The word "Ohlc" turns up on some lines of this data; say how many, and give no other text.

(Saved entries)
________________

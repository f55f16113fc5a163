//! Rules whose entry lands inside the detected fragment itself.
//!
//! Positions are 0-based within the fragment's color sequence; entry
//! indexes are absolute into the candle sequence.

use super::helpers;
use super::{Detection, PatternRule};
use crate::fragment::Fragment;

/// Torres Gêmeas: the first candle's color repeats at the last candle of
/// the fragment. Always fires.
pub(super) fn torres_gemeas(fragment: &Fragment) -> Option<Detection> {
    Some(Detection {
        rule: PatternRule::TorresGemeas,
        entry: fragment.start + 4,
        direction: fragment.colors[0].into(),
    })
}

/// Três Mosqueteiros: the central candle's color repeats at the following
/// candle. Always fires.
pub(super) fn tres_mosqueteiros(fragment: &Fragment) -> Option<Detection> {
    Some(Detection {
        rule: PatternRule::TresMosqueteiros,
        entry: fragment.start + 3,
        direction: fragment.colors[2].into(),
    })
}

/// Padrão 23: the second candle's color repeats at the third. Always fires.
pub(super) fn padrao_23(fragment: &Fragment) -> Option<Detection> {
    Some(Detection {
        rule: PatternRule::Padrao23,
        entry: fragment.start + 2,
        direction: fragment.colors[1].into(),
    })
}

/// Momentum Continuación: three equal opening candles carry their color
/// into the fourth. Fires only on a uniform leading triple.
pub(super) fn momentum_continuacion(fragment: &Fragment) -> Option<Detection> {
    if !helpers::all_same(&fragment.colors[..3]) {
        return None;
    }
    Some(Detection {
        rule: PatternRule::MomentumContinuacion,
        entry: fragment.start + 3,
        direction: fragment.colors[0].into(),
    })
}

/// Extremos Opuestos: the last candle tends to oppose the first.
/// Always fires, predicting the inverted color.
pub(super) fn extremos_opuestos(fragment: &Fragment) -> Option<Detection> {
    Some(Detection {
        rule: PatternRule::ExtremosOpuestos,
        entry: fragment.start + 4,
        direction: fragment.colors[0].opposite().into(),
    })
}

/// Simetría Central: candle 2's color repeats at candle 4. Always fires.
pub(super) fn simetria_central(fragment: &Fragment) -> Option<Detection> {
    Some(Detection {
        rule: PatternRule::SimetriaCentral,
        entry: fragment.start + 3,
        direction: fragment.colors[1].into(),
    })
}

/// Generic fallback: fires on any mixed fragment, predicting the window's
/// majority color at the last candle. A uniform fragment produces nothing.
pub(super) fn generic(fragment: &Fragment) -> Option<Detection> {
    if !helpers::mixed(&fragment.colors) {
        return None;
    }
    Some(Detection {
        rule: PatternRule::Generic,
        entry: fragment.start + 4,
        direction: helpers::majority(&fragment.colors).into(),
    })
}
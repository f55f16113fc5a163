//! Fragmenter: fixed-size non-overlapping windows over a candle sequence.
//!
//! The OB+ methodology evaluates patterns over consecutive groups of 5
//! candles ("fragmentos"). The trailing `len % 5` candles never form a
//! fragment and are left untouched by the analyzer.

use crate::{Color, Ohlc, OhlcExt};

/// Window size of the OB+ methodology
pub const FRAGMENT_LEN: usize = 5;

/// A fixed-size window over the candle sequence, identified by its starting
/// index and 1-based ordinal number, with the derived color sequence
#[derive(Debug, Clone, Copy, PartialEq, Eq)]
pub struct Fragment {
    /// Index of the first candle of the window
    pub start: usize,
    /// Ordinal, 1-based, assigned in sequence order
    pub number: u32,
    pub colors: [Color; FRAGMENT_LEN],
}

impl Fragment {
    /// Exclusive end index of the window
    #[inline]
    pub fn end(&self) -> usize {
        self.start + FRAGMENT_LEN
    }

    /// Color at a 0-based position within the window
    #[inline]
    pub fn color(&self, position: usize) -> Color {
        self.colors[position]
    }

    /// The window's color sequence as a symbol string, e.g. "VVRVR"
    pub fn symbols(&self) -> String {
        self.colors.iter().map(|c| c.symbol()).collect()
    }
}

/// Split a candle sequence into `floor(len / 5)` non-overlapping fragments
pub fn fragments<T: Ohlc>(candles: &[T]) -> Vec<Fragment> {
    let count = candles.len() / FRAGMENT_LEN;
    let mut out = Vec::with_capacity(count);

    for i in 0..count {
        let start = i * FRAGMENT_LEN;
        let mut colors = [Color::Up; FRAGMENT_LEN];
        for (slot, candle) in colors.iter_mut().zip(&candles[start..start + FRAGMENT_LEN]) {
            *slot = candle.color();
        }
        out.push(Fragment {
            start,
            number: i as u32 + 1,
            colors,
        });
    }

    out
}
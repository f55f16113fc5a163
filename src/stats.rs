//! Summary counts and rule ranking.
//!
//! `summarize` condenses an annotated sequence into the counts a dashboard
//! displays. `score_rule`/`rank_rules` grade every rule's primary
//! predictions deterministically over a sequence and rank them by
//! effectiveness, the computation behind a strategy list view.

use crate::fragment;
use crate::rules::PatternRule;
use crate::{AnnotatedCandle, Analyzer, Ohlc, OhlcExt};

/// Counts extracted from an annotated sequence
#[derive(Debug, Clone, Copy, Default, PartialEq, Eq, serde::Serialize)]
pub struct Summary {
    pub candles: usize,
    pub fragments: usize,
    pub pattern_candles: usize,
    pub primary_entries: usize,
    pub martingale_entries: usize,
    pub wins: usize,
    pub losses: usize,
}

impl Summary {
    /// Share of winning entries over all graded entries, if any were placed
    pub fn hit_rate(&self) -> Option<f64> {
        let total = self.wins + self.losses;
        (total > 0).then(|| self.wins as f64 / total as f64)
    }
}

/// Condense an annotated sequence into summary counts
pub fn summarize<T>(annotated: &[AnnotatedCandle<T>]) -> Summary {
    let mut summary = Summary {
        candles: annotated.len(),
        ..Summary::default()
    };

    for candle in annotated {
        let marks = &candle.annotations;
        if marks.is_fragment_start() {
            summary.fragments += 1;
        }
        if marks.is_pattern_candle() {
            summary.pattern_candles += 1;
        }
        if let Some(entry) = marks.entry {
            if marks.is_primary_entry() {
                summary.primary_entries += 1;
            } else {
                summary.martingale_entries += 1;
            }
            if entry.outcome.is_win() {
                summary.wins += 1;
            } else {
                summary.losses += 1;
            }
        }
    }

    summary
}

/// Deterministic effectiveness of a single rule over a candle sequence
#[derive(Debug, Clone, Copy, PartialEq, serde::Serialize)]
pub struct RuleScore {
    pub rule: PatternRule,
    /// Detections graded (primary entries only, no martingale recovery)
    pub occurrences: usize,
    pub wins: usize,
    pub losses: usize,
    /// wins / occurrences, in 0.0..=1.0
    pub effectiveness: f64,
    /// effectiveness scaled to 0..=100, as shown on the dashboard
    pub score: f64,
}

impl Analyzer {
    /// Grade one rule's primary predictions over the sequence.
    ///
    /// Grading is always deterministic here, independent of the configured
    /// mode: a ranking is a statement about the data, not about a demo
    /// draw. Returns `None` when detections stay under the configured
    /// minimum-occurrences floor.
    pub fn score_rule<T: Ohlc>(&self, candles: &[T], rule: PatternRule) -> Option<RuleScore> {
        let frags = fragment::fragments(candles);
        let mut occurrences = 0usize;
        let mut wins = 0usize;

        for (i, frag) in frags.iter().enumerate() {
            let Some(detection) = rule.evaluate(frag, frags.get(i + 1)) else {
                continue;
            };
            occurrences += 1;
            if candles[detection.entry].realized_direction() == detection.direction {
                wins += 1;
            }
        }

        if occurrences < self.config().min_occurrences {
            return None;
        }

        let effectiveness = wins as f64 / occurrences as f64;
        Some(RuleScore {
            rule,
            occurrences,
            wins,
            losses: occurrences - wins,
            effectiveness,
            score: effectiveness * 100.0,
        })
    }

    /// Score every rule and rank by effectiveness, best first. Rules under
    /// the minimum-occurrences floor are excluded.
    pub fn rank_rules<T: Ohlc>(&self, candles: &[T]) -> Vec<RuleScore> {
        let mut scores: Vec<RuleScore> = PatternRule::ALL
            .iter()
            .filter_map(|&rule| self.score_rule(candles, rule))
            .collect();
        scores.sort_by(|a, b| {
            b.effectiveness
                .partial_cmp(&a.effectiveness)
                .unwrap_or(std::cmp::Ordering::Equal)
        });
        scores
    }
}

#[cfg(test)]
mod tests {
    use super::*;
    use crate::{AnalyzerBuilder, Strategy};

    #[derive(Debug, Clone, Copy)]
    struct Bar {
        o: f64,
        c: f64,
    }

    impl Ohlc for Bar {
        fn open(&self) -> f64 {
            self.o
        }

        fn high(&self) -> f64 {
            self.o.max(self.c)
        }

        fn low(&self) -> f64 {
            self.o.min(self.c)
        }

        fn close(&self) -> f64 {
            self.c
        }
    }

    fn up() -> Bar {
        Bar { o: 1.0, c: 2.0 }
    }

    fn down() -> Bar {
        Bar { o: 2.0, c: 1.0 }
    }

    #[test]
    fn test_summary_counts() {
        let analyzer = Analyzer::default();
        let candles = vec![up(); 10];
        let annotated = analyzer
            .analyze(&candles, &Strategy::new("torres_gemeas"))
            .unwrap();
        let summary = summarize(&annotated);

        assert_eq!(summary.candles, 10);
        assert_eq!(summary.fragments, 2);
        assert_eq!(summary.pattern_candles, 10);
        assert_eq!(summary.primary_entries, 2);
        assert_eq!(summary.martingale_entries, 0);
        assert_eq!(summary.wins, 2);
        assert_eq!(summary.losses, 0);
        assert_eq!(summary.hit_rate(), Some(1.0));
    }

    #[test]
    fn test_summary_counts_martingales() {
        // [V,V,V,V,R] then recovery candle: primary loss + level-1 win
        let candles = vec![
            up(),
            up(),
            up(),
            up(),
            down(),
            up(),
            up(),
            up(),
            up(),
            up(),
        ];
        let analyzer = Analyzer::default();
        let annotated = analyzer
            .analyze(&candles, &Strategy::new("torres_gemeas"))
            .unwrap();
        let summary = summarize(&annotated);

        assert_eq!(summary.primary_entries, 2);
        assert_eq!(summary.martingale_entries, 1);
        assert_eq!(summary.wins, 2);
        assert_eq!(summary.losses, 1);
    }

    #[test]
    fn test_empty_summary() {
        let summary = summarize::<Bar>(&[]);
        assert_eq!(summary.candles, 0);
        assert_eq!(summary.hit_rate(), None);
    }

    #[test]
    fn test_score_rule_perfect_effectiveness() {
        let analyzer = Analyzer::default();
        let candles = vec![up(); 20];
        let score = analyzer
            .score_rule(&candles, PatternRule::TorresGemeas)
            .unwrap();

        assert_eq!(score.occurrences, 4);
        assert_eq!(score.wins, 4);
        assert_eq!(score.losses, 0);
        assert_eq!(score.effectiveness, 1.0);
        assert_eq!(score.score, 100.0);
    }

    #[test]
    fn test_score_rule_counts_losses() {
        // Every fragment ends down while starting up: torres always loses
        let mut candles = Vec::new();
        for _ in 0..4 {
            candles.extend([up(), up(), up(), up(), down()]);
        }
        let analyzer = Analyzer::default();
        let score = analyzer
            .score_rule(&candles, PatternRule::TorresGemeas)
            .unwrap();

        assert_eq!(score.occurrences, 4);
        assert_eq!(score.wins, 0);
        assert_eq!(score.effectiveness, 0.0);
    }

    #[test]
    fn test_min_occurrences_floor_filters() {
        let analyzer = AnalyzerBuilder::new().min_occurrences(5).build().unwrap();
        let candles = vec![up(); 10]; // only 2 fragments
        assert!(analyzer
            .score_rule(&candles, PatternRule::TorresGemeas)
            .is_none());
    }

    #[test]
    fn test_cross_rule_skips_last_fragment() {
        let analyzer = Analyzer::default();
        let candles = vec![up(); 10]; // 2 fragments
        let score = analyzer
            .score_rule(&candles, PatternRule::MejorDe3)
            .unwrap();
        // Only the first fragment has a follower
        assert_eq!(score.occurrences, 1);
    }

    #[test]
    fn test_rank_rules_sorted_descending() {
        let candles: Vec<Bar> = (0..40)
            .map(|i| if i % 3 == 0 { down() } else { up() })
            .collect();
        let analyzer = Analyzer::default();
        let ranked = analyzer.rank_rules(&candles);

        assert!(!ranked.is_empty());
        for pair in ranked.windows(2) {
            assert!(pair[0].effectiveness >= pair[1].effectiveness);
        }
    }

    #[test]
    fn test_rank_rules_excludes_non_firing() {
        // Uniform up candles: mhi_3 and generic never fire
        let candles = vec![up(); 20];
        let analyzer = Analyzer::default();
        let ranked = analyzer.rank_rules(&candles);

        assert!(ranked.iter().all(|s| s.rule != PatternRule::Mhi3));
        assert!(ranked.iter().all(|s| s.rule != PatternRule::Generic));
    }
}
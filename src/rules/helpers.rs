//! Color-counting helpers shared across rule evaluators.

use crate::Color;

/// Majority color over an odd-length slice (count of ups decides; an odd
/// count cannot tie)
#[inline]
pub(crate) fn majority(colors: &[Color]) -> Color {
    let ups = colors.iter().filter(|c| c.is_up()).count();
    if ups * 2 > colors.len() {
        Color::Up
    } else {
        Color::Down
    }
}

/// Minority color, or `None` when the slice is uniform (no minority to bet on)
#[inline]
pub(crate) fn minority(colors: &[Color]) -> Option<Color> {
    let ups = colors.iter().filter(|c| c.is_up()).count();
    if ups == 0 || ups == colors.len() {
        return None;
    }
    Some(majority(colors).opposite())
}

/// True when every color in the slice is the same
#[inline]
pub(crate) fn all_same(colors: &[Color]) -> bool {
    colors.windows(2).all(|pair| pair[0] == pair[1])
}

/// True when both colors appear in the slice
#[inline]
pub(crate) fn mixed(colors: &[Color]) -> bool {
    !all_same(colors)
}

________________

Exercise output
6